Exercise inputs Block Start

// src/db/dashboard_repo.rs

use sqlx::SqlitePool;

use crate::{common::error::AppError, models::dashboard::DashboardSummary};

#[derive(Clone)]
pub struct DashboardRepository {
    pool: SqlitePool,
}

impl DashboardRepository {
    pub fn new(pool: SqlitePool) -> Self {
        Self { pool }
    }

    // Resumo geral da página inicial
    pub async fn get_summary(&self) -> Result<DashboardSummary, AppError> {
        let summary = sqlx::query_as::<_, DashboardSummary>(
            r#"
            SELECT
                (SELECT COUNT(*) FROM employees)   AS total_employees,
                (SELECT COUNT(*) FROM attendances) AS total_attendance,
                (SELECT COUNT(*) FROM leaves)      AS total_leaves
            "#,
        )
        .fetch_one(&self.pool)
        .await?;
        Ok(summary)
    }
}
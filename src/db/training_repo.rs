// src/db/training_repo.rs

use sqlx::SqlitePool;

use crate::{
    common::{
        db_utils::{ensure_affected, WithEmployee, EMPLOYEE_COLUMNS},
        error::AppError,
    },
    models::training::{NewTraining, Training},
};

#[derive(Clone)]
pub struct TrainingRepository {
    pool: SqlitePool,
}

impl TrainingRepository {
    pub fn new(pool: SqlitePool) -> Self {
        Self { pool }
    }

    pub async fn list_all(&self) -> Result<Vec<WithEmployee<Training>>, AppError> {
        let sql = format!(
            r#"
            SELECT t.*, {EMPLOYEE_COLUMNS}
            FROM trainings t
            LEFT JOIN employees e ON e.id = t.employee_id
            ORDER BY t.start_date DESC, e.last_name ASC
            "#
        );
        let rows = sqlx::query_as::<_, WithEmployee<Training>>(&sql)
            .fetch_all(&self.pool)
            .await?;
        Ok(rows)
    }

    pub async fn find_detail_by_id(
        &self,
        id: i64,
    ) -> Result<Option<WithEmployee<Training>>, AppError> {
        let sql = format!(
            r#"
            SELECT t.*, {EMPLOYEE_COLUMNS}
            FROM trainings t
            LEFT JOIN employees e ON e.id = t.employee_id
            WHERE t.id = $1
            "#
        );
        let row = sqlx::query_as::<_, WithEmployee<Training>>(&sql)
            .bind(id)
            .fetch_optional(&self.pool)
            .await?;
        Ok(row)
    }

    pub async fn find_by_id(&self, id: i64) -> Result<Option<Training>, AppError> {
        let row = sqlx::query_as::<_, Training>("SELECT * FROM trainings WHERE id = $1")
            .bind(id)
            .fetch_optional(&self.pool)
            .await?;
        Ok(row)
    }

    pub async fn create(&self, input: &NewTraining) -> Result<Training, AppError> {
        let row = sqlx::query_as::<_, Training>(
            r#"
            INSERT INTO trainings (employee_id, training_name, start_date, end_date, status)
            VALUES ($1, $2, $3, $4, $5)
            RETURNING *
            "#,
        )
        .bind(input.employee_id)
        .bind(&input.training_name)
        .bind(input.start_date)
        .bind(input.end_date)
        .bind(&input.status)
        .fetch_one(&self.pool)
        .await?;
        Ok(row)
    }

    pub async fn update(&self, id: i64, input: &NewTraining) -> Result<Training, AppError> {
        sqlx::query_as::<_, Training>(
            r#"
            UPDATE trainings SET
                employee_id = $1, training_name = $2, start_date = $3, end_date = $4, status = $5
            WHERE id = $6
            RETURNING *
            "#,
        )
        .bind(input.employee_id)
        .bind(&input.training_name)
        .bind(input.start_date)
        .bind(input.end_date)
        .bind(&input.status)
        .bind(id)
        .fetch_optional(&self.pool)
        .await?
        .ok_or(AppError::NotFound)
    }

    pub async fn exists(&self, id: i64) -> Result<bool, AppError> {
        let exists: bool = sqlx::query_scalar("SELECT EXISTS(SELECT 1 FROM trainings WHERE id = $1)")
            .bind(id)
            .fetch_one(&self.pool)
            .await?;
        Ok(exists)
    }

    pub async fn delete(&self, id: i64) -> Result<(), AppError> {
        let result = sqlx::query("DELETE FROM trainings WHERE id = $1")
            .bind(id)
            .execute(&self.pool)
            .await?;
        ensure_affected(result.rows_affected())
    }
}
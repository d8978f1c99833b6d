// src/handlers/home.rs

use axum::{
    extract::State,
    http::StatusCode,
    response::{IntoResponse, Response},
    routing::get,
    Router,
};
use axum_extra::extract::cookie::CookieJar;
use serde::Serialize;

use crate::{
    common::view::{Flash, Page},
    config::AppState,
    handlers::render,
    models::dashboard::DashboardSummary,
};

pub fn routes() -> Router<AppState> {
    Router::new()
        .route("/", get(index))
        .route("/Home", get(index))
        .route("/Home/Index", get(index))
        .route("/Home/Privacy", get(privacy))
}

// GET /: os cards do painel
pub async fn index(State(app_state): State<AppState>, jar: CookieJar) -> Response {
    match app_state.dashboard_service.get_summary().await {
        Ok(summary) => render(jar, Page::new("Home/Index", summary)),
        Err(e) => {
            tracing::error!("🔥 Falha ao carregar o painel: {}", e);
            let page = Page::new("Home/Index", DashboardSummary::default())
                .with_flash(Some(Flash::error("Error loading dashboard. Please try again.")));
            render(jar, page)
        }
    }
}

pub async fn privacy(jar: CookieJar) -> Response {
    render(jar, Page::new("Home/Privacy", ()))
}

#[derive(Serialize)]
pub struct ErrorModel {
    pub status: u16,
    pub message: &'static str,
}

// Rota desconhecida
pub async fn not_found() -> Response {
    let model = ErrorModel { status: StatusCode::NOT_FOUND.as_u16(), message: "Page not found." };
    (StatusCode::NOT_FOUND, Page::new("Home/Error", model)).into_response()
}
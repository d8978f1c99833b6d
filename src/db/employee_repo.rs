// src/db/employee_repo.rs

use sqlx::SqlitePool;

use crate::{
    common::{
        db_utils::{ensure_affected, EmployeeRef},
        error::AppError,
    },
    models::employee::{Employee, NewEmployee},
};

// O repositório de funcionários, responsável pela tabela 'employees'
#[derive(Clone)]
pub struct EmployeeRepository {
    pool: SqlitePool,
}

// Projeção usada no dropdown (tipo "SelectList")
#[derive(sqlx::FromRow)]
struct EmployeeRefRow {
    id: i64,
    first_name: String,
    last_name: String,
    department: Option<String>,
}

impl From<EmployeeRefRow> for EmployeeRef {
    fn from(r: EmployeeRefRow) -> Self {
        Self { id: r.id, first_name: r.first_name, last_name: r.last_name, department: r.department }
    }
}

impl EmployeeRepository {
    pub fn new(pool: SqlitePool) -> Self {
        Self { pool }
    }

    pub async fn list_all(&self) -> Result<Vec<Employee>, AppError> {
        let employees = sqlx::query_as::<_, Employee>(
            "SELECT * FROM employees ORDER BY last_name ASC, first_name ASC",
        )
        .fetch_all(&self.pool)
        .await?;
        Ok(employees)
    }

    /// Todos os funcionários, para o dropdown.
    pub async fn list_choices(&self) -> Result<Vec<EmployeeRef>, AppError> {
        let rows = sqlx::query_as::<_, EmployeeRefRow>(
            r#"
            SELECT id, first_name, last_name, department
            FROM employees
            ORDER BY last_name ASC, first_name ASC
            "#,
        )
        .fetch_all(&self.pool)
        .await?;
        Ok(rows.into_iter().map(Into::into).collect())
    }

    /// Funcionários sem conta de usuário; `keep` mantém o dono atual na edição.
    pub async fn list_choices_without_account(
        &self,
        keep: Option<i64>,
    ) -> Result<Vec<EmployeeRef>, AppError> {
        let rows = sqlx::query_as::<_, EmployeeRefRow>(
            r#"
            SELECT e.id, e.first_name, e.last_name, e.department
            FROM employees e
            WHERE e.id NOT IN (SELECT u.employee_id FROM users u)
               OR e.id = $1
            ORDER BY e.last_name ASC, e.first_name ASC
            "#,
        )
        .bind(keep)
        .fetch_all(&self.pool)
        .await?;
        Ok(rows.into_iter().map(Into::into).collect())
    }

    pub async fn find_by_id(&self, id: i64) -> Result<Option<Employee>, AppError> {
        let employee = sqlx::query_as::<_, Employee>("SELECT * FROM employees WHERE id = $1")
            .bind(id)
            .fetch_optional(&self.pool)
            .await?;
        Ok(employee)
    }

    pub async fn exists(&self, id: i64) -> Result<bool, AppError> {
        let exists: bool = sqlx::query_scalar("SELECT EXISTS(SELECT 1 FROM employees WHERE id = $1)")
            .bind(id)
            .fetch_one(&self.pool)
            .await?;
        Ok(exists)
    }

    pub async fn create(&self, input: &NewEmployee) -> Result<Employee, AppError> {
        let employee = sqlx::query_as::<_, Employee>(
            r#"
            INSERT INTO employees (
                first_name, last_name, email, phone, department, position, hire_date, salary
            )
            VALUES ($1, $2, $3, $4, $5, $6, $7, $8)
            RETURNING *
            "#,
        )
        .bind(&input.first_name)
        .bind(&input.last_name)
        .bind(&input.email)
        .bind(&input.phone)
        .bind(&input.department)
        .bind(&input.position)
        .bind(input.hire_date)
        .bind(input.salary.to_string())
        .fetch_one(&self.pool)
        .await?;
        Ok(employee)
    }

    /// Atualização do registro inteiro. Nenhuma linha afetada = registro sumiu.
    pub async fn update(&self, id: i64, input: &NewEmployee) -> Result<Employee, AppError> {
        sqlx::query_as::<_, Employee>(
            r#"
            UPDATE employees SET
                first_name = $1, last_name = $2, email = $3, phone = $4,
                department = $5, position = $6, hire_date = $7, salary = $8
            WHERE id = $9
            RETURNING *
            "#,
        )
        .bind(&input.first_name)
        .bind(&input.last_name)
        .bind(&input.email)
        .bind(&input.phone)
        .bind(&input.department)
        .bind(&input.position)
        .bind(input.hire_date)
        .bind(input.salary.to_string())
        .bind(id)
        .fetch_optional(&self.pool)
        .await?
        .ok_or(AppError::NotFound)
    }

    pub async fn delete(&self, id: i64) -> Result<(), AppError> {
        let result = sqlx::query("DELETE FROM employees WHERE id = $1")
            .bind(id)
            .execute(&self.pool)
            .await?;
        ensure_affected(result.rows_affected())
    }
}
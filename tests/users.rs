mod common;

use axum::http::StatusCode;
use common::TestApp;
use ems_backend::{
    common::error::AppError,
    db::UserRepository,
    models::user::{NewUser, DUPLICATE_ACCOUNT_MESSAGE, DUPLICATE_USERNAME_MESSAGE},
};

async fn create_user(app: &TestApp, employee_id: &str, username: &str, password: &str) -> common::TestResponse {
    app.post_form(
        "/Users/Create",
        &[
            ("employee_id", employee_id),
            ("username", username),
            ("password", password),
            ("role", "User"),
        ],
    )
    .await
}

async fn stored_hash(app: &TestApp, username: &str) -> String {
    sqlx::query_scalar("SELECT password_hash FROM users WHERE username = $1")
        .bind(username)
        .fetch_one(&app.pool)
        .await
        .unwrap()
}

#[tokio::test]
async fn password_is_stored_as_a_hash() {
    let app = TestApp::new().await;
    let id = app.create_employee("John", "Doe", "IT").await.to_string();

    let response = create_user(&app, &id, "jdoe", "secret1").await;
    assert_eq!(response.status, StatusCode::SEE_OTHER);
    assert_eq!(
        app.follow_flash(&response).await.as_deref(),
        Some("User account created successfully!")
    );

    let hash = stored_hash(&app, "jdoe").await;
    assert_ne!(hash, "secret1");
    assert!(bcrypt::verify("secret1", &hash).unwrap());

    // A listagem nunca expõe o hash.
    let list = app.get("/Users").await;
    let user = &list.body["model"][0];
    assert_eq!(user["username"], "jdoe");
    assert!(user.get("passwordHash").is_none());
    assert_eq!(user["employee"]["firstName"], "John");
}

#[tokio::test]
async fn password_needs_six_characters() {
    let app = TestApp::new().await;
    let id = app.create_employee("John", "Doe", "IT").await.to_string();

    let short = create_user(&app, &id, "jdoe", "12345").await;
    assert_eq!(short.status, StatusCode::UNPROCESSABLE_ENTITY);
    assert_eq!(short.errors_for("password"), vec!["Password must be at least 6 characters long."]);
    // A senha digitada não volta na página.
    assert!(short.body["model"].get("password").is_none());

    let ok = create_user(&app, &id, "jdoe", "123456").await;
    assert_eq!(ok.status, StatusCode::SEE_OTHER);
}

#[tokio::test]
async fn spaces_count_as_password_characters() {
    let app = TestApp::new().await;
    let id = app.create_employee("Jane", "Doe", "Engineering").await.to_string();

    let response = create_user(&app, &id, "jdoe", "      ").await;
    assert_eq!(response.status, StatusCode::SEE_OTHER);

    let hash = stored_hash(&app, "jdoe").await;
    assert!(bcrypt::verify("      ", &hash).unwrap());
}

#[tokio::test]
async fn usernames_and_accounts_are_unique() {
    let app = TestApp::new().await;
    let john = app.create_employee("John", "Doe", "IT").await.to_string();
    let jane = app.create_employee("Jane", "Doe", "HR").await.to_string();

    assert_eq!(create_user(&app, &john, "jdoe", "secret1").await.status, StatusCode::SEE_OTHER);

    let same_name = create_user(&app, &jane, "jdoe", "secret2").await;
    assert_eq!(same_name.status, StatusCode::UNPROCESSABLE_ENTITY);
    assert_eq!(same_name.errors_for("username"), vec![DUPLICATE_USERNAME_MESSAGE]);

    let second_account = create_user(&app, &john, "johnny", "secret3").await;
    assert_eq!(second_account.status, StatusCode::UNPROCESSABLE_ENTITY);
    assert_eq!(second_account.errors_for("employee_id"), vec![DUPLICATE_ACCOUNT_MESSAGE]);

    assert_eq!(app.count("users").await, 1);
}

#[tokio::test]
async fn create_dropdown_only_lists_employees_without_account() {
    let app = TestApp::new().await;
    let john = app.create_employee("John", "Doe", "IT").await;
    app.create_employee("Jane", "Doe", "HR").await;
    create_user(&app, &john.to_string(), "jdoe", "secret1").await;

    let page = app.get("/Users/Create").await;
    assert_eq!(page.body["model"]["role"], "User");
    let options = page.body["employees"].as_array().unwrap();
    assert_eq!(options.len(), 1);
    assert_eq!(options[0]["text"], "Jane Doe (HR)");

    // Na edição o dono atual continua na lista, já selecionado.
    let user_id: i64 = sqlx::query_scalar("SELECT id FROM users").fetch_one(&app.pool).await.unwrap();
    let edit = app.get(&format!("/Users/Edit/{user_id}")).await;
    let options = edit.body["employees"].as_array().unwrap();
    assert_eq!(options.len(), 2);
    let selected: Vec<_> = options.iter().filter(|o| o["selected"] == true).collect();
    assert_eq!(selected.len(), 1);
    assert_eq!(selected[0]["value"].as_i64(), Some(john));
}

#[tokio::test]
async fn blank_new_password_keeps_the_current_hash() {
    let app = TestApp::new().await;
    let id = app.create_employee("John", "Doe", "IT").await.to_string();
    create_user(&app, &id, "jdoe", "secret1").await;
    let before = stored_hash(&app, "jdoe").await;

    let user_id: i64 = sqlx::query_scalar("SELECT id FROM users").fetch_one(&app.pool).await.unwrap();
    let user_field = user_id.to_string();
    let uri = format!("/Users/Edit/{user_id}");

    let response = app
        .post_form(
            &uri,
            &[
                ("id", &user_field),
                ("employee_id", &id),
                ("username", "jdoe"),
                ("new_password", ""),
                ("role", "Admin"),
            ],
        )
        .await;
    assert_eq!(response.status, StatusCode::SEE_OTHER);
    assert_eq!(
        app.follow_flash(&response).await.as_deref(),
        Some("User account updated successfully!")
    );
    assert_eq!(stored_hash(&app, "jdoe").await, before);

    let response = app
        .post_form(
            &uri,
            &[
                ("id", &user_field),
                ("employee_id", &id),
                ("username", "jdoe"),
                ("new_password", "changed1"),
                ("role", "Admin"),
            ],
        )
        .await;
    assert_eq!(response.status, StatusCode::SEE_OTHER);
    let after = stored_hash(&app, "jdoe").await;
    assert_ne!(after, before);
    assert!(bcrypt::verify("changed1", &after).unwrap());
}

#[tokio::test]
async fn deleting_unknown_user_redirects_with_not_found() {
    let app = TestApp::new().await;

    let response = app.post_form("/Users/Delete/999999", &[]).await;
    assert_eq!(response.status, StatusCode::SEE_OTHER);
    assert_eq!(app.follow_flash(&response).await.as_deref(), Some("User account not found."));
}

#[tokio::test]
async fn repository_turns_unique_constraints_into_readable_messages() {
    let app = TestApp::new().await;
    let jane = app.create_employee("Jane", "Doe", "Engineering").await;
    let john = app.create_employee("John", "Roe", "Sales").await;
    let repo = UserRepository::new(app.pool.clone());

    let account = |employee_id: i64, username: &str| NewUser {
        employee_id,
        username: username.to_string(),
        password_hash: "not-a-real-hash".to_string(),
        role: "User".to_string(),
    };

    repo.create(&account(jane, "jdoe")).await.unwrap();

    let err = repo.create(&account(john, "jdoe")).await.unwrap_err();
    assert!(
        matches!(&err, AppError::UniqueConstraintViolation(m) if m == DUPLICATE_USERNAME_MESSAGE),
        "{err:?}"
    );

    let err = repo.create(&account(jane, "jane2")).await.unwrap_err();
    assert!(
        matches!(&err, AppError::UniqueConstraintViolation(m) if m == DUPLICATE_ACCOUNT_MESSAGE),
        "{err:?}"
    );
    assert_eq!(app.count("users").await, 1);
}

Exercise inputs Block End

Task: From the data above, report how many lines include the string "NewTraining". The number alone will do.

Output: 3